TASK ITEM: Scan the records below. Copy every line in which the word "usage" appears.

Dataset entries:
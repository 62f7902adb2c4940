/// Coefficients of an explicit Runge-Kutta method.
///
/// `a` is strictly lower triangular, `c[s]` is the time fraction of stage `s`
/// and `b` holds the weights used to combine the stages into the step.
pub struct ButcherTableau<const STAGES: usize> {
    pub a: [[f64; STAGES]; STAGES],
    pub b: [f64; STAGES],
    pub c: [f64; STAGES],
    pub order: usize,
}

impl ButcherTableau<4> {
    // usage is ButcherTableau::<4>::RK4
    pub const RK4: Self = Self {
        a: [
            [0., 0., 0., 0.],
            [1. / 2., 0., 0., 0.],
            [0., 1. / 2., 0., 0.],
            [0., 0., 1., 0.],
        ],
        b: [1. / 6., 1. / 3., 1. / 3., 1. / 6.],
        c: [0., 1.0 / 2.0, 1.0 / 2.0, 1.0],
        order: 4,
    };
}

impl ButcherTableau<7> {
    // usage is ButcherTableau::<7>::DORMANDPRINCE5
    // the embedded 4th order weights are left out since the step is never adapted
    pub const DORMANDPRINCE5: Self = Self {
        a: [
            [0., 0., 0., 0., 0., 0., 0.],
            [1. / 5., 0., 0., 0., 0., 0., 0.],
            [3. / 40., 9. / 40., 0., 0., 0., 0., 0.],
            [44. / 45., -56. / 15., 32. / 9., 0., 0., 0., 0.],
            [
                19372. / 6561.,
                -25360. / 2187.,
                64448. / 6561.,
                -212. / 729.,
                0.,
                0.,
                0.,
            ],
            [
                9017. / 3168.,
                -355. / 33.,
                46732. / 5247.,
                49. / 176.,
                -5103. / 18656.,
                0.,
                0.,
            ],
            [
                35. / 384.,
                0.,
                500. / 1113.,
                125. / 192.,
                -2187. / 6784.,
                11. / 84.,
                0.,
            ],
        ],
        b: [
            35. / 384.,
            0.,
            500. / 1113.,
            125. / 192.,
            -2187. / 6784.,
            11. / 84.,
            0.,
        ],
        c: [0., 1. / 5., 3. / 10., 4. / 5., 8. / 9., 1.0, 1.0],
        order: 5,
    };
}

impl<const STAGES: usize> ButcherTableau<STAGES> {
    /// Number of leading stages that contribute to the step.
    ///
    /// Trailing stages with zero weight only exist for error estimation, so the
    /// fixed-step solver can skip evaluating them.
    pub fn active_stages(&self) -> usize {
        self.b
            .iter()
            .rposition(|b| *b != 0.0)
            .map_or(0, |i| i + 1)
    }
}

SOLUTION:
    // usage is ButcherTableau::<4>::RK4
    // usage is ButcherTableau::<7>::DORMANDPRINCE5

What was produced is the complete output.